WHAT TO PRODUCE >>
In the data below, find every line that has the string "info", and copy it.

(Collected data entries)

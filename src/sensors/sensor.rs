pub trait AnalogInput {
    fn read_raw_value(&mut self) -> i32;
}

impl<F: FnMut() -> i32> AnalogInput for F {
    fn read_raw_value(&mut self) -> i32 {
        self()
    }
}

pub trait TemperatureSensor {
    fn get_temp_c(&mut self) -> f32;

    fn get_temp_f(&mut self) -> f32 {
        celsius_to_fahrenheit(self.get_temp_c())
    }
}

pub fn celsius_to_fahrenheit(celsius: f32) -> f32 {
    celsius * 9.0 / 5.0 + 32.0
}
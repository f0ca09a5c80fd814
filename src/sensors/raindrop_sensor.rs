use crate::scaler::Bounds;

use super::sensor::AnalogInput;

pub const MIN_RAINDROP_READING: i32 = 0;
pub const MAX_RAINDROP_READING: i32 = 1024;

pub const DEFAULT_BOUNDS: Bounds = Bounds::new_const(MIN_RAINDROP_READING, MAX_RAINDROP_READING);

// Raw readings strictly above this value mean it is raining.
pub const DEFAULT_RAIN_THRESHOLD: i32 = 500;

pub fn is_raining(raw_value: i32, threshold: i32) -> bool {
    raw_value > threshold
}

pub struct RaindropSensor<A: AnalogInput> {
    input: A,
    bounds: Bounds,
    rain_threshold: i32,
}

impl<A: AnalogInput> RaindropSensor<A> {
    pub fn new(input: A, bounds: Bounds, rain_threshold: i32) -> Self {
        Self {
            input,
            bounds,
            rain_threshold,
        }
    }

    pub fn bounds(&self) -> Bounds {
        self.bounds
    }

    pub fn read_raw_value(&mut self) -> i32 {
        self.input.read_raw_value()
    }

    pub fn get_level(&mut self) -> i32 {
        let raw = self.read_raw_value();
        self.bounds.to_percentage(raw)
    }

    pub fn is_raining(&mut self) -> bool {
        is_raining(self.read_raw_value(), self.rain_threshold)
    }
}

#[cfg(test)]
mod tests {
    use super::*;

    #[test]
    fn test_threshold_is_exclusive() {
        assert!(is_raining(501, DEFAULT_RAIN_THRESHOLD));
        assert!(!is_raining(500, DEFAULT_RAIN_THRESHOLD));
        assert!(!is_raining(0, DEFAULT_RAIN_THRESHOLD));
    }

    #[test]
    fn test_sensor_levels() {
        let mut dry = RaindropSensor::new(|| 0, DEFAULT_BOUNDS, DEFAULT_RAIN_THRESHOLD);
        assert_eq!(dry.get_level(), 1);
        assert!(!dry.is_raining());

        let mut soaked = RaindropSensor::new(|| 1024, DEFAULT_BOUNDS, DEFAULT_RAIN_THRESHOLD);
        assert_eq!(soaked.get_level(), 100);
        assert!(soaked.is_raining());
    }
}
use super::sensor::{AnalogInput, TemperatureSensor};

const ADC_STEPS: f32 = 1024.0;

// TMP36 output at 0 °C.
const OFFSET_VOLT: f32 = 0.5;
const VOLT_PER_DEGREE: f32 = 0.01;

pub struct Tmp36Sensor<A: AnalogInput> {
    input: A,
    vref: f32,
}

impl<A: AnalogInput> Tmp36Sensor<A> {
    pub fn new(input: A, vref: f32) -> Self {
        Self { input, vref }
    }

    pub fn read_voltage(&mut self) -> f32 {
        self.input.read_raw_value() as f32 * self.vref / ADC_STEPS
    }
}

pub fn voltage_to_celsius(voltage: f32) -> f32 {
    (voltage - OFFSET_VOLT) / VOLT_PER_DEGREE
}

impl<A: AnalogInput> TemperatureSensor for Tmp36Sensor<A> {
    fn get_temp_c(&mut self) -> f32 {
        voltage_to_celsius(self.read_voltage())
    }
}

#[cfg(test)]
mod tests {
    use super::*;

    #[test]
    fn test_voltage_to_celsius() {
        assert!((voltage_to_celsius(0.5) - 0.0).abs() < 1e-4);
        assert!((voltage_to_celsius(0.75) - 25.0).abs() < 1e-4);
        assert!((voltage_to_celsius(0.4) + 10.0).abs() < 1e-4);
    }

    #[test]
    fn test_reading_to_temperature() {
        // 256 / 1024 * 3.0 V = 0.75 V
        let mut sensor = Tmp36Sensor::new(|| 256, 3.0);

        assert!((sensor.read_voltage() - 0.75).abs() < 1e-4);
        assert!((sensor.get_temp_c() - 25.0).abs() < 1e-3);
        assert!((sensor.get_temp_f() - 77.0).abs() < 1e-3);
    }
}
#[cfg(target_os = "espidf")]
fn main() -> anyhow::Result<()> {
    firmware::run()
}

#[cfg(not(target_os = "espidf"))]
fn main() -> anyhow::Result<()> {
    anyhow::bail!("This firmware only runs on an ESP-IDF target")
}

#[cfg(target_os = "espidf")]
mod firmware {
    use esp_idf_svc::hal::{adc::oneshot::AdcDriver, delay::FreeRtos, peripherals::Peripherals};
    use log::{info, warn};

    use garden_weather_node::{
        board,
        configuration::{nvs_configuration::NvsConfiguration, MonitorConfig, WIFI_MODE},
        network,
        request_handler::{LogNotifier, RequestHandler},
        server::{Server, TcpClientListener},
        wifi_helper::EspWifiNetwork,
    };

    pub fn run() -> anyhow::Result<()> {
        esp_idf_svc::sys::link_patches();
        esp_idf_svc::log::EspLogger::initialize_default();

        let peripherals = Peripherals::take()?;

        let config = match NvsConfiguration::new() {
            Ok(nvs) => nvs.apply(MonitorConfig::default()),
            Err(e) => {
                warn!("No stored configuration ({e}), using defaults");
                MonitorConfig::default()
            }
        };
        config.validate()?;

        info!("Starting WiFi ({:?}) on SSID: {}", WIFI_MODE, config.ssid);
        let mut wifi = EspWifiNetwork::new(peripherals.modem, &config)?;
        let ip = network::bring_up(&mut wifi, &config.retry, |delay| {
            FreeRtos::delay_ms(delay.as_millis() as u32)
        })?;

        let adc = AdcDriver::new(peripherals.adc1)?;
        let sensors = board::build_sensors(
            &adc,
            peripherals.pins.gpio2,
            peripherals.pins.gpio3,
            peripherals.pins.gpio4,
            &config,
        )?;

        let listener = TcpClientListener::bind(("0.0.0.0", config.http_port), config.read_timeout)?;
        info!("Serving readings on http://{ip}:{}/", config.http_port);

        let mut server = Server::new(listener, sensors, RequestHandler::new(LogNotifier), &config);
        server.run()?;

        Ok(())
    }
}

RESULT >>
    use log::{info, warn};
        info!("Starting WiFi ({:?}) on SSID: {}", WIFI_MODE, config.ssid);
        info!("Serving readings on http://{ip}:{}/", config.http_port);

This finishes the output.